The city Dept. of Design and Construction (DDC) is planning the project as part of the $15.6-billion Borough-Based Jail System program, with the aim of replacing Rikers Island Jail Complex with smaller jails in Brooklyn, the Bronx, Manhattan and Queens.

DDC plans for the new 1,040-bed Manhattan jail to be built at the site of the former Manhattan Detention Complex on White Street in Chinatown. With a 697,000-sq-ft zoning floor area, the building would also include below-grade parking for 125 vehicles and ground level community and commercial space. 

City records show Tutor Perini beat out one other shortlisted team, Transformative Reform Group, for the work. The contractor still must finalize terms and pricing with DDC. The agency expects the process will wrap up in the spring, DDC representative Ian Michaels tells ENR. 

“As soon as we have an official award and contract with the design-build firm, there will be robust community and design engagement for the duration of the project,” he adds.

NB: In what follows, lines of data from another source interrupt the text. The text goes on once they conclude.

// SPDX-License-Identifier: MPL-2.0
use crate::clinic::Clinic;
use crate::observe::{Listeners, SubscriptionId};
use crate::prefs::{PreferenceStore, PREF_LANGUAGE};
use fluent_bundle::{FluentBundle, FluentResource};
use rust_embed::RustEmbed;
use std::collections::HashMap;
use unic_langid::LanguageIdentifier;

#[derive(RustEmbed)]
#[folder = "assets/i18n/"]
struct Catalog;

/// Resolves display strings for the currently selected language.
///
/// Exactly one language is selected at a time. The selection starts from the
/// persisted preference when it names a supported code, otherwise from the
/// dataset default, and changes only through [`Translator::set_language`].
pub struct Translator {
    bundles: HashMap<String, FluentBundle<FluentResource>>,
    available: Vec<String>,
    current: String,
    prefs: PreferenceStore,
    listeners: Listeners<String>,
}

impl Translator {
    pub fn new(clinic: &Clinic, prefs: PreferenceStore) -> Self {
        let mut bundles = HashMap::new();

        // Build bundles in the configured order; `available` keeps that
        // order for the language picker.
        for code in &clinic.languages_supported {
            let Ok(locale) = code.parse::<LanguageIdentifier>() else {
                continue;
            };
            if let Some(content) = Catalog::get(&format!("{code}.ftl")) {
                let res = FluentResource::try_new(
                    String::from_utf8_lossy(content.data.as_ref()).to_string(),
                )
                .expect("embedded catalog must parse");
                let mut bundle = FluentBundle::new(vec![locale]);
                bundle.add_resource(res).expect("embedded catalog must load");
                bundles.insert(code.clone(), bundle);
            }
        }

        let current = startup_language(clinic, &prefs);

        Self {
            bundles,
            available: clinic.languages_supported.clone(),
            current,
            prefs,
            listeners: Listeners::new(),
        }
    }

    /// The currently selected language code.
    pub fn current(&self) -> &str {
        &self.current
    }

    /// Supported language codes, order preserved as configured.
    pub fn available(&self) -> &[String] {
        &self.available
    }

    /// Returns the display string registered for `key` under the current
    /// language.
    ///
    /// Dotted keys (`clinic.name`) address a Fluent message attribute;
    /// undotted keys address the message value. A key with no registered
    /// translation resolves to the key string itself, so missing entries
    /// stay visible to content maintainers instead of rendering blank.
    pub fn tr(&self, key: &str) -> String {
        if let Some(bundle) = self.bundles.get(&self.current) {
            let (id, attribute) = match key.split_once('.') {
                Some((id, attribute)) => (id, Some(attribute)),
                None => (key, None),
            };
            if let Some(msg) = bundle.get_message(id) {
                let pattern = match attribute {
                    Some(name) => msg.get_attribute(name).map(|attr| attr.value()),
                    None => msg.value(),
                };
                if let Some(pattern) = pattern {
                    let mut errors = vec![];
                    let value = bundle.format_pattern(pattern, None, &mut errors);
                    if errors.is_empty() {
                        return value.to_string();
                    }
                }
            }
        }
        key.to_string()
    }

    /// Selects `code` as the current language.
    ///
    /// Unsupported codes are ignored without error; the pickers that call
    /// this are populated from [`Translator::available`], so the guard is
    /// defensive. A valid selection is committed, written through to the
    /// preference store, and then announced to subscribers.
    pub fn set_language(&mut self, code: &str) {
        if !self.available.iter().any(|supported| supported == code) {
            return;
        }
        self.current = code.to_string();
        self.prefs.save(PREF_LANGUAGE, code);
        self.listeners.emit(&self.current);
    }

    /// Registers a listener invoked with the new language code after every
    /// committed selection change.
    pub fn subscribe(&mut self, listener: impl Fn(&String) + 'static) -> SubscriptionId {
        self.listeners.subscribe(listener)
    }

    pub fn unsubscribe(&mut self, id: SubscriptionId) {
        self.listeners.unsubscribe(id);
    }
}

fn startup_language(clinic: &Clinic, prefs: &PreferenceStore) -> String {
    if let Some(saved) = prefs.load(PREF_LANGUAGE) {
        if clinic.languages_supported.contains(&saved) {
            return saved;
        }
    }
    clinic.default_language.clone()
}
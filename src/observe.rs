// SPDX-License-Identifier: MPL-2.0
//! Subscriber registry for the two selection-state holders.
//!
//! Both resolvers own one of these and invoke [`Listeners::emit`]
//! synchronously after committing new state, so every subscriber observes
//! the already-committed value. Everything runs on the UI event loop; there
//! is no concurrent writer and therefore no locking.

/// Handle returned by [`Listeners::subscribe`], used to unsubscribe.
#[derive(Debug, Clone, Copy, PartialEq, Eq)]
pub struct SubscriptionId(usize);

/// An owned list of change listeners.
pub struct Listeners<T> {
    entries: Vec<(usize, Box<dyn Fn(&T)>)>,
    next_id: usize,
}

impl<T> Listeners<T> {
    pub fn new() -> Self {
        Self {
            entries: Vec::new(),
            next_id: 0,
        }
    }

    /// Registers a listener and returns the id to cancel it with.
    pub fn subscribe(&mut self, listener: impl Fn(&T) + 'static) -> SubscriptionId {
        let id = self.next_id;
        self.next_id += 1;
        self.entries.push((id, Box::new(listener)));
        SubscriptionId(id)
    }

    /// Removes a listener. Unknown ids are ignored.
    pub fn unsubscribe(&mut self, id: SubscriptionId) {
        self.entries.retain(|(entry_id, _)| *entry_id != id.0);
    }

    /// Invokes every listener with the committed value, in subscription order.
    pub fn emit(&self, value: &T) {
        for (_, listener) in &self.entries {
            listener(value);
        }
    }

    pub fn len(&self) -> usize {
        self.entries.len()
    }

    pub fn is_empty(&self) -> bool {
        self.entries.is_empty()
    }
}

impl<T> Default for Listeners<T> {
    fn default() -> Self {
        Self::new()
    }
}

#[cfg(test)]
mod tests {
    use super::*;
    use std::cell::RefCell;
    use std::rc::Rc;

    #[test]
    fn emit_invokes_listeners_in_subscription_order() {
        let seen = Rc::new(RefCell::new(Vec::new()));
        let mut listeners = Listeners::new();

        let first = Rc::clone(&seen);
        listeners.subscribe(move |value: &String| first.borrow_mut().push(format!("a:{value}")));
        let second = Rc::clone(&seen);
        listeners.subscribe(move |value: &String| second.borrow_mut().push(format!("b:{value}")));

        listeners.emit(&"te".to_string());
        assert_eq!(*seen.borrow(), vec!["a:te".to_string(), "b:te".to_string()]);
    }

    #[test]
    fn unsubscribed_listener_is_not_invoked() {
        let seen = Rc::new(RefCell::new(0));
        let mut listeners = Listeners::new();

        let counter = Rc::clone(&seen);
        let id = listeners.subscribe(move |_: &u32| *counter.borrow_mut() += 1);

        listeners.emit(&1);
        listeners.unsubscribe(id);
        listeners.emit(&2);

        assert_eq!(*seen.borrow(), 1);
        assert!(listeners.is_empty());
    }

    #[test]
    fn unsubscribe_with_unknown_id_is_ignored() {
        let mut listeners: Listeners<u32> = Listeners::new();
        let id = listeners.subscribe(|_| {});
        listeners.unsubscribe(id);
        // A second cancellation of the same id is a no-op.
        listeners.unsubscribe(id);
        assert_eq!(listeners.len(), 0);
    }

    #[test]
    fn ids_are_not_reused_after_unsubscribe() {
        let mut listeners: Listeners<u32> = Listeners::new();
        let first = listeners.subscribe(|_| {});
        listeners.unsubscribe(first);
        let second = listeners.subscribe(|_| {});
        assert_ne!(first, second);
    }
}
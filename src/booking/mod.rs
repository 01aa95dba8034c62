// SPDX-License-Identifier: MPL-2.0
//! Appointment request hand-off.
//!
//! The booking flow never stores anything server-side. A completed form is
//! handed off in one of two ways: a WhatsApp deep link pre-filled with a
//! templated text body, or a fire-and-forget JSON POST to the external
//! intake endpoint (see [`intake`]). Both render the same UI fallbacks when
//! no doctor or treatment was selected.

pub mod intake;

use crate::clinic::{Branch, Doctor};

/// Fallback label when the form was submitted without a doctor selection.
pub const ANY_AVAILABLE_DOCTOR: &str = "Any available doctor";

/// Fallback label when the form was submitted without a treatment selection.
pub const GENERAL_CONSULTATION: &str = "General consultation";

/// The state of a filled-in booking form.
///
/// Optional free-text fields use the empty string for "not filled in",
/// matching the form state the view layer keeps. The doctor and treatment
/// selections travel separately since they reference dataset records.
#[derive(Debug, Clone, Default, PartialEq)]
pub struct AppointmentRequest {
    pub patient_name: String,
    pub phone: String,
    pub email: String,
    pub preferred_date: String,
    pub preferred_time: String,
    pub notes: String,
    pub whatsapp_consent: bool,
}

/// Display name for the doctor selection, with the UI fallback applied.
pub fn doctor_label(doctor: Option<&Doctor>) -> &str {
    doctor.map_or(ANY_AVAILABLE_DOCTOR, |doctor| doctor.name.as_str())
}

/// Display name for the treatment selection, with the UI fallback applied.
pub fn treatment_label(treatment: Option<&str>) -> &str {
    match treatment {
        Some(treatment) if !treatment.is_empty() => treatment,
        _ => GENERAL_CONSULTATION,
    }
}

/// The pre-submission WhatsApp body asking for an appointment slot.
pub fn booking_message(
    request: &AppointmentRequest,
    doctor: Option<&Doctor>,
    treatment: Option<&str>,
) -> String {
    let notes_block = if request.notes.is_empty() {
        String::new()
    } else {
        format!("*Additional Notes:*\n{}", request.notes)
    };

    format!(
        "Hello! I would like to book an appointment.\n\n\
         *Patient Details:*\n\
         Name: {name}\n\
         Phone: {phone}\n\
         Email: {email}\n\n\
         *Appointment Details:*\n\
         Doctor: {doctor}\n\
         Treatment: {treatment}\n\
         Preferred Date: {date}\n\
         Preferred Time: {time}\n\n\
         {notes_block}\n\n\
         Please confirm the appointment slot. Thank you!",
        name = request.patient_name,
        phone = request.phone,
        email = request.email,
        doctor = doctor_label(doctor),
        treatment = treatment_label(treatment),
        date = request.preferred_date,
        time = request.preferred_time,
    )
}

/// The post-submission WhatsApp body sent when the patient consented to
/// WhatsApp follow-up. Unfilled optional fields are omitted entirely here,
/// unlike [`booking_message`] which prints them blank.
pub fn confirmation_message(
    request: &AppointmentRequest,
    doctor: Option<&Doctor>,
    treatment: Option<&str>,
) -> String {
    let email_line = if request.email.is_empty() {
        String::new()
    } else {
        format!("Email: {}", request.email)
    };
    let date_line = if request.preferred_date.is_empty() {
        String::new()
    } else {
        format!("Preferred Date: {}", request.preferred_date)
    };
    let time_line = if request.preferred_time.is_empty() {
        String::new()
    } else {
        format!("Preferred Time: {}", request.preferred_time)
    };
    let notes_block = if request.notes.is_empty() {
        String::new()
    } else {
        format!("*Additional Notes:*\n{}", request.notes)
    };

    format!(
        "Hello! Thank you for choosing Advaith Clinic. Your appointment request \
         has been successfully submitted.\n\n\
         *Patient Details:*\n\
         Name: {name}\n\
         Phone: {phone}\n\
         {email_line}\n\n\
         *Appointment Details:*\n\
         Doctor: {doctor}\n\
         Treatment: {treatment}\n\
         {date_line}\n\
         {time_line}\n\n\
         {notes_block}\n\n\
         Please confirm my appointment slot. Thank you!",
        name = request.patient_name,
        phone = request.phone,
        doctor = doctor_label(doctor),
        treatment = treatment_label(treatment),
    )
}

/// Deep link opening WhatsApp against the branch's primary number with the
/// given body pre-filled. The phone number is reduced to digits only, as
/// `wa.me` requires.
pub fn whatsapp_url(branch: &Branch, message: &str) -> String {
    let phone: String = branch
        .phones
        .first()
        .map(|phone| phone.chars().filter(char::is_ascii_digit).collect())
        .unwrap_or_default();
    format!("https://wa.me/{}?text={}", phone, urlencoding::encode(message))
}

/// Dial link for the branch's primary number, kept verbatim.
pub fn call_url(branch: &Branch) -> String {
    format!("tel:{}", branch.phones.first().map_or("", String::as_str))
}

DDC also selected Tutor Perini for the first of the new borough-based jail design-build contracts last year, worth $2.95 billion for the Brooklyn facility. 

Improved Contract Terms

Tutor Perini CEO Ronald Tutor said in a Nov. 6 earnings call with investors that the contractor’s more recent and prospective civil projects have improved contract terms compared to those it booked several years ago, and pointed to the Brooklyn jail project as an example. The initial terms were “so onerous” that the contractor wrote to city officials that it would not bid under the conditions. But a few months later, he said, city officials wrote back agreeing to make terms better for contractors.

“Literally every onerous term has been eliminated,” Tutor said.

Earlier this year, DDC announced it awarded a $3.9-billion contract to Leon D. DeMatteis Construction Corp. for the Queens jail project and a $2.9-billion contract to Transformative Reform Group, a team led by SLSCO Ltd. and Sciame Construction LLC, for the Bronx jail project. 

The Manhattan jail is the last of the projects to reach this stage. Officials had initially issued a request for qualifications for the work in 2021, but decided in 2023 that they would try again based on feedback from the industry and changes in the construction market following the rise of the COVID-19 pandemic. 

Demolition of the former detention complex is already underway. DDC previously awarded a $125.2-million contract to Gramercy Group Inc. for that work.